Scan the data below for the string "Chunking". Show every line where it turns up.

### Data section

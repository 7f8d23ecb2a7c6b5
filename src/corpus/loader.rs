use std::fs;
use std::path::Path;

use globset::{Glob, GlobSet, GlobSetBuilder};
use text_splitter::{ChunkConfig, TextSplitter};
use tracing::{debug, info, warn};

use super::{CorpusError, Document};

/// Plain-text formats read directly; docx/pdf extraction happens upstream.
const DOC_PATTERNS: &[&str] = &["*.txt", "*.md"];

fn doc_globs() -> Result<GlobSet, CorpusError> {
    let mut builder = GlobSetBuilder::new();
    for pattern in DOC_PATTERNS {
        builder.add(Glob::new(pattern)?);
    }
    Ok(builder.build()?)
}

/// Reads every matching file directly inside `dir`, sorted by file name.
///
/// Files that cannot be read are logged and skipped; finding no usable file at
/// all is an error.
pub fn load_documents(dir: &Path) -> Result<Vec<Document>, CorpusError> {
    if !dir.is_dir() {
        return Err(CorpusError::NotFound(format!(
            "documents directory not found: {}",
            dir.display()
        )));
    }

    let globs = doc_globs()?;
    let mut paths: Vec<_> = fs::read_dir(dir)?
        .filter_map(Result::ok)
        .map(|entry| entry.path())
        .filter(|path| path.is_file())
        .filter(|path| {
            path.file_name()
                .is_some_and(|name| globs.is_match(Path::new(name)))
        })
        .collect();
    paths.sort();

    if paths.is_empty() {
        return Err(CorpusError::NotFound(format!(
            "no {} files found in {}",
            DOC_PATTERNS.join("/"),
            dir.display()
        )));
    }

    info!(count = paths.len(), dir = %dir.display(), "loading documents");

    let mut documents = Vec::with_capacity(paths.len());
    for path in paths {
        let name = path
            .file_name()
            .map(|n| n.to_string_lossy().into_owned())
            .unwrap_or_default();
        match fs::read_to_string(&path) {
            Ok(text) if text.trim().is_empty() => {
                warn!(file = %name, "skipping empty document");
            }
            Ok(text) => {
                debug!(file = %name, bytes = text.len(), "document loaded");
                documents.push(Document {
                    content: text,
                    source: name,
                    file_path: path.display().to_string(),
                });
            }
            Err(e) => warn!(file = %name, error = %e, "failed to read document, skipping"),
        }
    }

    if documents.is_empty() {
        return Err(CorpusError::NotFound(format!(
            "no readable documents in {}",
            dir.display()
        )));
    }
    Ok(documents)
}

/// Splits documents into overlapping chunks that keep their source metadata.
pub fn split_documents(
    documents: &[Document],
    chunk_size: usize,
    chunk_overlap: usize,
) -> Result<Vec<Document>, CorpusError> {
    let config = ChunkConfig::new(chunk_size)
        .with_overlap(chunk_overlap)
        .map_err(|e| CorpusError::Chunking(e.to_string()))?;
    let splitter = TextSplitter::new(config);

    let chunks: Vec<Document> = documents
        .iter()
        .flat_map(|doc| {
            splitter
                .chunks(&doc.content)
                .filter(|chunk| !chunk.trim().is_empty())
                .map(|chunk| Document {
                    content: chunk.to_string(),
                    source: doc.source.clone(),
                    file_path: doc.file_path.clone(),
                })
        })
        .collect();

    info!(
        documents = documents.len(),
        chunks = chunks.len(),
        chunk_size,
        chunk_overlap,
        "documents split"
    );
    Ok(chunks)
}

#[cfg(test)]
mod tests {
    use super::*;

    #[test]
    fn loads_only_text_files_sorted() {
        let dir = tempfile::tempdir().unwrap();
        fs::write(dir.path().join("b-news.md"), "# Sports\nThe team won.").unwrap();
        fs::write(dir.path().join("a-news.txt"), "Parliament met today.").unwrap();
        fs::write(dir.path().join("report.docx"), "binary").unwrap();
        fs::write(dir.path().join("blank.txt"), "   \n").unwrap();

        let docs = load_documents(dir.path()).unwrap();
        let sources: Vec<_> = docs.iter().map(|d| d.source.as_str()).collect();
        assert_eq!(sources, vec!["a-news.txt", "b-news.md"]);
        assert!(docs[0].file_path.ends_with("a-news.txt"));
        assert_eq!(docs[0].content, "Parliament met today.");
    }

    #[test]
    fn missing_directory_is_not_found() {
        let dir = tempfile::tempdir().unwrap();
        let err = load_documents(&dir.path().join("nope")).unwrap_err();
        assert!(matches!(err, CorpusError::NotFound(_)));
    }

    #[test]
    fn directory_without_text_files_is_not_found() {
        let dir = tempfile::tempdir().unwrap();
        fs::write(dir.path().join("scan.pdf"), "binary").unwrap();
        let err = load_documents(dir.path()).unwrap_err();
        assert!(err.to_string().contains("no *.txt/*.md files"), "got: {err}");
    }

    #[test]
    fn split_respects_chunk_size_and_keeps_metadata() {
        let paragraph = "The football team trained all week before the final. ".repeat(60);
        let doc = Document {
            content: paragraph,
            source: "sports.txt".into(),
            file_path: "data/docs/sports.txt".into(),
        };

        let chunks = split_documents(&[doc], 1000, 200).unwrap();
        assert!(chunks.len() > 1);
        for chunk in &chunks {
            assert!(chunk.content.chars().count() <= 1000);
            assert_eq!(chunk.source, "sports.txt");
            assert_eq!(chunk.file_path, "data/docs/sports.txt");
        }
    }

    #[test]
    fn short_document_stays_one_chunk() {
        let doc = Document {
            content: "Short note.".into(),
            source: "note.txt".into(),
            file_path: "note.txt".into(),
        };
        let chunks = split_documents(&[doc], 1000, 200).unwrap();
        assert_eq!(chunks.len(), 1);
        assert_eq!(chunks[0].content, "Short note.");
    }

    #[test]
    fn overlap_larger_than_chunk_is_rejected() {
        let err = split_documents(&[], 100, 200).unwrap_err();
        assert!(matches!(err, CorpusError::Chunking(_)));
    }
}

######

• Written solution:
        .map_err(|e| CorpusError::Chunking(e.to_string()))?;
        assert!(matches!(err, CorpusError::Chunking(_)));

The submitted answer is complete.